MEMORANDUM OF DECISION MOTION FOR SUMMARY JUDGMENT (113)
FACTS
On July 23, 2012, the plaintiff, Alfred Johnson, commenced this action by service of process on the defendants, James Woodward, Jr., Vera Woodward, and Beazley Property Management, Inc.1 In the complaint filed November 5, 2012, the plaintiff alleges the following facts. The defendants were owners or property managers of the property at 935–947 West Main Street, Branford, Connecticut, and were in possession and control of the premises. On November 27, 2010, the plaintiff was walking in the parking lot of 935–947 West Main Street when he fell off of a retaining wall and suffered injuries therefrom. Count one asserts a negligence claim against James Woodward, Jr., and Vera Woodward, and count two asserts a negligence claim against Beazley Property Management, Inc. The plaintiff alleges that his injuries were caused by the defendants' negligence in that (1) the defective wall was dangerous; (2) the defendants allowed the wall to remain in a dangerous and defective condition; (3) the defendants failed to inspect the wall for defects or other hazards; (4) the defendants failed to correct the defective wall; (5) the defendants failed to adequately warn of the unsafe condition, including failing to place warning signs, flashing lights, or barricades around the defective condition; (6) the defendants failed to exercise reasonable care under the circumstances; (7) the defendants failed to employ sufficient personnel to inspect and maintain the wall and parking lot; and (8) the defendants failed to install a fence at the top of the wall in order to prevent patrons from falling.

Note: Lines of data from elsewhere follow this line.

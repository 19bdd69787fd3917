//! deskhand: sort a folder and summarize PDFs with help from a chat model.
//!
//! There are no command-line flags. Settings come from the environment
//! (OPENROUTER_API_KEY, OPENROUTER_BASE_URL, OPENROUTER_MODEL, BASE_FOLDER,
//! MAX_PDF_CHARS, REQUEST_TIMEOUT), a `.env` file in the working directory,
//! and an optional TOML file named by DESKHAND_CONFIG.
use deskhand::cli::run_cli;
use deskhand::config::Settings;
use deskhand::output::OutputFormatter;
use std::process::ExitCode;
use tracing_subscriber::EnvFilter;

fn main() -> ExitCode {
    let _ = dotenvy::dotenv();

    tracing_subscriber::fmt()
        .with_env_filter(
            EnvFilter::try_from_default_env().unwrap_or_else(|_| EnvFilter::new("warn")),
        )
        .with_writer(std::io::stderr)
        .init();

    let settings = match Settings::load() {
        Ok(settings) => settings,
        Err(e) => {
            OutputFormatter::error(&e.to_string());
            return ExitCode::FAILURE;
        }
    };

    if let Err(e) = run_cli(&settings) {
        OutputFormatter::error(&e.to_string());
        return ExitCode::FAILURE;
    }

    ExitCode::SUCCESS
}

On September 17, 2013, the defendants filed a motion for summary judgment and a memorandum of law in support. The plaintiff filed an objection to the motion and a memorandum of law in support on November 20, 2013. The matter was heard at short calendar on November 25, 2013. Pursuant to this court's permission, the plaintiff filed an affidavit in opposition to the motion for summary judgment on December 9, 2013, and the defendants filed a supplemental memorandum of law in support of their motion on January 29, 2014.2
DISCUSSION
“Summary judgment is a method of resolving litigation when pleadings, affidavits, and any other proof submitted show that there is no genuine issue as to any material fact and that the moving party is entitled to judgment as a matter of law ․ The motion for summary judgment is designed to eliminate the delay and expense of litigating an issue when there is no real issue to be tried ․ However, since litigants ordinarily have a constitutional right to have issues of fact decided by a jury ․ the moving party for summary judgment is held to a strict standard ․ of demonstrating [its] entitlement to summary judgment.” (Citation omitted; internal quotation marks omitted.) Grenier v. Commissioner of Transporation, 306 Conn. 523, 534–35, 51 A.3d 367 (2012). “In seeking summary judgment, it is the movant who has the burden of showing the nonexistence of any issue of fact. The courts are in entire agreement that the moving party for summary judgment has the burden of showing the absence of any genuine issue of material facts, which, under applicable principles of substantive law, entitle [it] to a judgment as a matter of law ․ To satisfy [its] burden the movant must make a showing that it is quite clear what the truth is, and that excludes any real doubt as to the existence of any genuine issue of material fact ․ As the burden of proof is on the movant, the evidence must be viewed in the light most favorable to the opponent ․ When documents submitted in support of a motion for summary judgment fail to establish that there is no genuine issue of material fact, the nonmoving party has no obligation to submit documents establishing the existence of such an issue.” (Internal quotation marks omitted.) Ramirez v. Health Net of the Northeast, Inc., 285 Conn. 1, 10–11, 938 A.2d 576 (2008).
“On a motion by [the] defendant for summary judgment the burden is on [the] defendant to negate each claim as framed by the complaint ․ It necessarily follows that it is only [o]nce [the] defendant's burden in establishing his entitlement to summary judgment is met [that] the burden shifts to [the] plaintiff to show that a genuine issue of fact exists justifying a trial.” (Internal quotation marks omitted.) Mott v. Wal–Mart Stores East, LP, 139 Conn.App. 618, 626, 57 A.3d 391 (2012).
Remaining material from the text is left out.